Results and discussion

We use data from different treatment groups to address two questions. First, does prior infection with an RBC generalist facilitate growth of an RBC specialist and does timing matter (Fig. 1a)? Second, how do changes in the immune environment and RBC resource availability independently affect replication of the RBC specialist (Fig. 1b)?

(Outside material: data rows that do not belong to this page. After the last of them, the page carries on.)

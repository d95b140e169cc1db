use sqlx::postgres::{PgPool, PgPoolOptions};
use std::time::Duration;

use crate::config::Config;

pub mod models;
pub mod queries;

pub async fn create_pool(config: &Config) -> Result<PgPool, sqlx::Error> {
    PgPoolOptions::new()
        .max_connections(5)
        .acquire_timeout(Duration::from_secs(5))
        .connect(&config.database_url)
        .await
}
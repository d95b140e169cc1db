use bigdecimal::BigDecimal;
use chrono::{DateTime, Utc};
use sqlx::{PgPool, Postgres, Result, Transaction as SqlxTransaction};
use uuid::Uuid;

use crate::db::models::{LedgerEntryRow, PaymentRequestRow, UserBalanceRow};
use crate::domain::{LedgerEntry, PaymentRequest, PaymentStatus, ProviderUpdate};

const PAYMENT_COLUMNS: &str = "reference, user_id, payment_type, amount, phone, status, \
     provider_reference, checkout_id, provider_data, created_at, updated_at";

// --- Payment request queries ---

pub async fn insert_payment_request(pool: &PgPool, request: &PaymentRequest) -> Result<PaymentRequestRow> {
    sqlx::query_as::<_, PaymentRequestRow>(&format!(
        r#"
        INSERT INTO payment_requests (
            reference, user_id, payment_type, amount, phone, status,
            provider_reference, checkout_id, provider_data, created_at, updated_at
        ) VALUES ($1, $2, $3, $4, $5, $6, $7, $8, $9, $10, $11)
        RETURNING {}
        "#,
        PAYMENT_COLUMNS
    ))
    .bind(&request.reference)
    .bind(request.user_id)
    .bind(request.payment_type.as_str())
    .bind(&request.amount)
    .bind(&request.phone)
    .bind(request.status.as_str())
    .bind(&request.provider_reference)
    .bind(&request.checkout_id)
    .bind(&request.provider_data)
    .bind(request.created_at)
    .bind(request.updated_at)
    .fetch_one(pool)
    .await
}

pub async fn get_payment_request(pool: &PgPool, reference: &str) -> Result<Option<PaymentRequestRow>> {
    sqlx::query_as::<_, PaymentRequestRow>(&format!(
        "SELECT {} FROM payment_requests WHERE reference = $1",
        PAYMENT_COLUMNS
    ))
    .bind(reference)
    .fetch_optional(pool)
    .await
}

/// Non-terminal update. `queued` never falls back to `pending`.
pub async fn record_payment_progress(
    pool: &PgPool,
    reference: &str,
    status: PaymentStatus,
    update: &ProviderUpdate,
) -> Result<Option<PaymentRequestRow>> {
    sqlx::query_as::<_, PaymentRequestRow>(&format!(
        r#"
        UPDATE payment_requests
        SET status = $2,
            provider_reference = COALESCE($3, provider_reference),
            checkout_id = COALESCE($4, checkout_id),
            provider_data = COALESCE($5, provider_data),
            updated_at = NOW()
        WHERE reference = $1
          AND status IN ('pending', 'queued')
          AND (status = 'pending' OR $2 <> 'pending')
        RETURNING {}
        "#,
        PAYMENT_COLUMNS
    ))
    .bind(reference)
    .bind(status.as_str())
    .bind(&update.provider_reference)
    .bind(&update.checkout_id)
    .bind(&update.provider_data)
    .fetch_optional(pool)
    .await
}

/// Compare-and-set to a terminal status. Returns `None` if the row was
/// already terminal.
pub async fn settle_payment_request(
    executor: &mut SqlxTransaction<'_, Postgres>,
    reference: &str,
    status: PaymentStatus,
    update: &ProviderUpdate,
) -> Result<Option<PaymentRequestRow>> {
    sqlx::query_as::<_, PaymentRequestRow>(&format!(
        r#"
        UPDATE payment_requests
        SET status = $2,
            provider_reference = COALESCE($3, provider_reference),
            checkout_id = COALESCE($4, checkout_id),
            provider_data = COALESCE($5, provider_data),
            updated_at = NOW()
        WHERE reference = $1 AND status IN ('pending', 'queued')
        RETURNING {}
        "#,
        PAYMENT_COLUMNS
    ))
    .bind(reference)
    .bind(status.as_str())
    .bind(&update.provider_reference)
    .bind(&update.checkout_id)
    .bind(&update.provider_data)
    .fetch_optional(&mut **executor)
    .await
}

pub async fn list_unsettled_requests(
    pool: &PgPool,
    older_than: DateTime<Utc>,
    limit: i64,
) -> Result<Vec<PaymentRequestRow>> {
    sqlx::query_as::<_, PaymentRequestRow>(&format!(
        r#"
        SELECT {} FROM payment_requests
        WHERE status IN ('pending', 'queued') AND created_at < $1
        ORDER BY created_at ASC
        LIMIT $2
        "#,
        PAYMENT_COLUMNS
    ))
    .bind(older_than)
    .bind(limit)
    .fetch_all(pool)
    .await
}

// --- Ledger queries ---

pub async fn insert_ledger_entry(
    executor: &mut SqlxTransaction<'_, Postgres>,
    entry: &LedgerEntry,
) -> Result<LedgerEntryRow> {
    sqlx::query_as::<_, LedgerEntryRow>(
        r#"
        INSERT INTO transactions (
            id, user_id, transaction_type, currency, amount, status, description, reference, created_at
        ) VALUES ($1, $2, $3, $4, $5, $6, $7, $8, $9)
        RETURNING id, user_id, transaction_type, currency, amount, status, description, reference, created_at
        "#,
    )
    .bind(entry.id)
    .bind(entry.user_id)
    .bind(&entry.transaction_type)
    .bind(&entry.currency)
    .bind(&entry.amount)
    .bind(&entry.status)
    .bind(&entry.description)
    .bind(&entry.reference)
    .bind(entry.created_at)
    .fetch_one(&mut **executor)
    .await
}

pub async fn list_ledger_entries(
    pool: &PgPool,
    user_id: Uuid,
    limit: i64,
    offset: i64,
) -> Result<Vec<LedgerEntryRow>> {
    sqlx::query_as::<_, LedgerEntryRow>(
        r#"
        SELECT id, user_id, transaction_type, currency, amount, status, description, reference, created_at
        FROM transactions
        WHERE user_id = $1
        ORDER BY created_at DESC, id
        LIMIT $2 OFFSET $3
        "#,
    )
    .bind(user_id)
    .bind(limit)
    .bind(offset)
    .fetch_all(pool)
    .await
}

// --- Balance queries ---

/// Adds `delta` in a single statement. Returns `None` when a debit would take
/// the balance below zero (or the user has no balance row yet).
pub async fn adjust_fiat_balance(
    executor: &mut SqlxTransaction<'_, Postgres>,
    user_id: Uuid,
    delta: &BigDecimal,
) -> Result<Option<BigDecimal>> {
    if delta >= &BigDecimal::from(0) {
        let balance = sqlx::query_scalar::<_, BigDecimal>(
            r#"
            INSERT INTO user_balances (user_id, fiat_balance, updated_at)
            VALUES ($1, $2, NOW())
            ON CONFLICT (user_id) DO UPDATE
            SET fiat_balance = user_balances.fiat_balance + EXCLUDED.fiat_balance,
                updated_at = NOW()
            RETURNING fiat_balance
            "#,
        )
        .bind(user_id)
        .bind(delta)
        .fetch_one(&mut **executor)
        .await?;
        return Ok(Some(balance));
    }

    sqlx::query_scalar::<_, BigDecimal>(
        r#"
        UPDATE user_balances
        SET fiat_balance = fiat_balance + $2, updated_at = NOW()
        WHERE user_id = $1 AND fiat_balance + $2 >= 0
        RETURNING fiat_balance
        "#,
    )
    .bind(user_id)
    .bind(delta)
    .fetch_optional(&mut **executor)
    .await
}

pub async fn get_user_balance(pool: &PgPool, user_id: Uuid) -> Result<Option<UserBalanceRow>> {
    sqlx::query_as::<_, UserBalanceRow>(
        "SELECT user_id, fiat_balance, crypto_balances, updated_at FROM user_balances WHERE user_id = $1",
    )
    .bind(user_id)
    .fetch_optional(pool)
    .await
}
use serde_json::Value;

/// Sanitizes sensitive fields in JSON payloads for logging
pub fn sanitize_json(value: &Value) -> Value {
    match value {
        Value::Object(map) => {
            let mut sanitized = serde_json::Map::new();
            for (key, val) in map {
                let sanitized_val = if is_sensitive_field(key) {
                    mask_value(val)
                } else {
                    sanitize_json(val)
                };
                sanitized.insert(key.clone(), sanitized_val);
            }
            Value::Object(sanitized)
        }
        Value::Array(arr) => Value::Array(arr.iter().map(sanitize_json).collect()),
        _ => value.clone(),
    }
}

fn is_sensitive_field(key: &str) -> bool {
    matches!(
        key.to_lowercase().as_str(),
        "phone_number" | "phone" | "password" | "secret" | "token" | "api_key" | "authorization"
    )
}

fn mask_value(value: &Value) -> Value {
    match value {
        Value::String(s) if s.len() > 8 => {
            let visible = &s[..4];
            let masked = "****";
            let end = &s[s.len() - 4..];
            Value::String(format!("{}{}{}", visible, masked, end))
        }
        Value::String(_) => Value::String("****".to_string()),
        _ => Value::String("****".to_string()),
    }
}
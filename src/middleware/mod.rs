pub mod request_logger;

pub use request_logger::request_logger_middleware;
//! Infrastructure implementations of the ports.

pub mod fake_gateway;
pub mod memory_payment_store;
pub mod postgres_payment_store;

pub use fake_gateway::FakeGateway;
pub use memory_payment_store::MemoryPaymentStore;
pub use postgres_payment_store::PostgresPaymentStore;
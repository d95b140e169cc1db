use std::collections::HashMap;
use std::hash::Hash;
use std::sync::atomic::{AtomicUsize, Ordering};
use std::sync::RwLock;
use tokio::time::{Duration, Instant};

pub const DEFAULT_PURGE_WATERMARK: usize = 1024;

/// Process-local map whose entries carry their own expiry.
///
/// Expired entries are dropped lazily on lookup, by [`TtlCache::purge_expired`],
/// and by `insert` whenever the map reaches the purge watermark. The watermark
/// then moves to twice the surviving size, so the sweep cost is amortized.
pub struct TtlCache<K, V> {
    entries: RwLock<HashMap<K, (V, Instant)>>,
    min_watermark: usize,
    purge_at: AtomicUsize,
}

impl<K, V> Default for TtlCache<K, V> {
    fn default() -> Self {
        Self::with_purge_watermark(DEFAULT_PURGE_WATERMARK)
    }
}

impl<K, V> TtlCache<K, V> {
    pub fn with_purge_watermark(watermark: usize) -> Self {
        let watermark = watermark.max(1);
        Self {
            entries: RwLock::new(HashMap::new()),
            min_watermark: watermark,
            purge_at: AtomicUsize::new(watermark),
        }
    }
}

impl<K: Eq + Hash, V: Clone> TtlCache<K, V> {
    pub fn new() -> Self {
        Self::default()
    }

    pub fn get(&self, key: &K) -> Option<V> {
        {
            let entries = self.entries.read().unwrap_or_else(|p| p.into_inner());
            match entries.get(key) {
                Some((value, expires_at)) if Instant::now() < *expires_at => {
                    return Some(value.clone())
                }
                Some(_) => {}
                None => return None,
            }
        }

        self.entries
            .write()
            .unwrap_or_else(|p| p.into_inner())
            .remove(key);
        None
    }

    pub fn insert(&self, key: K, value: V, ttl: Duration) {
        let now = Instant::now();
        let mut entries = self.entries.write().unwrap_or_else(|p| p.into_inner());

        if entries.len() >= self.purge_at.load(Ordering::Relaxed) {
            entries.retain(|_, (_, expires_at)| now < *expires_at);
            self.purge_at
                .store((entries.len() * 2).max(self.min_watermark), Ordering::Relaxed);
        }

        entries.insert(key, (value, now + ttl));
    }

    pub fn remove(&self, key: &K) -> Option<V> {
        self.entries
            .write()
            .unwrap_or_else(|p| p.into_inner())
            .remove(key)
            .map(|(value, _)| value)
    }

    pub fn purge_expired(&self) -> usize {
        let now = Instant::now();
        let mut entries = self.entries.write().unwrap_or_else(|p| p.into_inner());
        let before = entries.len();
        entries.retain(|_, (_, expires_at)| now < *expires_at);
        before - entries.len()
    }

    pub fn len(&self) -> usize {
        self.entries.read().unwrap_or_else(|p| p.into_inner()).len()
    }

    pub fn is_empty(&self) -> bool {
        self.len() == 0
    }
}

#[cfg(test)]
mod tests {
    use super::*;

    #[tokio::test(start_paused = true)]
    async fn entries_expire_after_ttl() {
        let cache = TtlCache::new();
        cache.insert("ref-1".to_string(), 1, Duration::from_secs(5));

        tokio::time::advance(Duration::from_secs(4)).await;
        assert_eq!(cache.get(&"ref-1".to_string()), Some(1));

        tokio::time::advance(Duration::from_secs(2)).await;
        assert_eq!(cache.get(&"ref-1".to_string()), None);
        assert!(cache.is_empty());
    }

    #[tokio::test(start_paused = true)]
    async fn per_entry_ttl() {
        let cache = TtlCache::new();
        cache.insert("short", "a", Duration::from_secs(2));
        cache.insert("long", "b", Duration::from_secs(5));

        tokio::time::advance(Duration::from_secs(3)).await;
        assert_eq!(cache.purge_expired(), 1);
        assert_eq!(cache.get(&"long"), Some("b"));
    }

    #[tokio::test(start_paused = true)]
    async fn insert_reclaims_expired_entries_at_watermark() {
        let cache = TtlCache::with_purge_watermark(8);
        for i in 0..8u32 {
            cache.insert(i, i, Duration::from_secs(5));
        }
        assert_eq!(cache.len(), 8);

        tokio::time::advance(Duration::from_secs(6)).await;
        cache.insert(100, 100, Duration::from_secs(5));
        assert_eq!(cache.len(), 1);

        // Live entries survive and push the next sweep further out.
        for i in 0..15u32 {
            cache.insert(i, i, Duration::from_secs(60));
        }
        assert_eq!(cache.len(), 16);
        assert_eq!(cache.get(&100), Some(100));
    }

    #[tokio::test]
    async fn explicit_removal() {
        let cache = TtlCache::new();
        cache.insert(1u32, "x", Duration::from_secs(60));
        assert_eq!(cache.remove(&1), Some("x"));
        assert_eq!(cache.get(&1), None);
    }
}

Infection with an RBC generalist facilitates an RBC specialist

When P. yoelii parasites were inoculated into a within‐host environment that had already been altered by P. chabaudi infection, they reached significantly higher densities than in either control infections or simultaneous mixed infections (PIA vs. control; z = 2.9, P = 0.01; PIA vs. MI; z = 2.98, P = 0.01; Fig. 2a; Table S2). P. yoelii parasites in simultaneous mixed infections had similar density to those in control infections (control vs. MI; z = 0.03, P = 0.9994; Fig. 2a; Table S2). Therefore, a recent infection with an RBC generalist (P. chabaudi) facilitates a reticulocyte specialist (P. yoelii). However, timing matters because significant facilitation only occurred when the RBC generalist was already established in the host.
Figure 2

Infection with a red blood cell generalist facilitates replication of a specialist. Panel (a) shows P. yoelli density when infections are initiated alone in naïve hosts (control), at the same time as a P. chabaudi infection (mixed infection) or 10 days after a P. chabaudi infection (parasite‐induced anaemia). Panels (b–d) illustrate how the within‐host environment on the day of P. yoelli infection differs between treatment groups. Error bars show the standard error of the mean.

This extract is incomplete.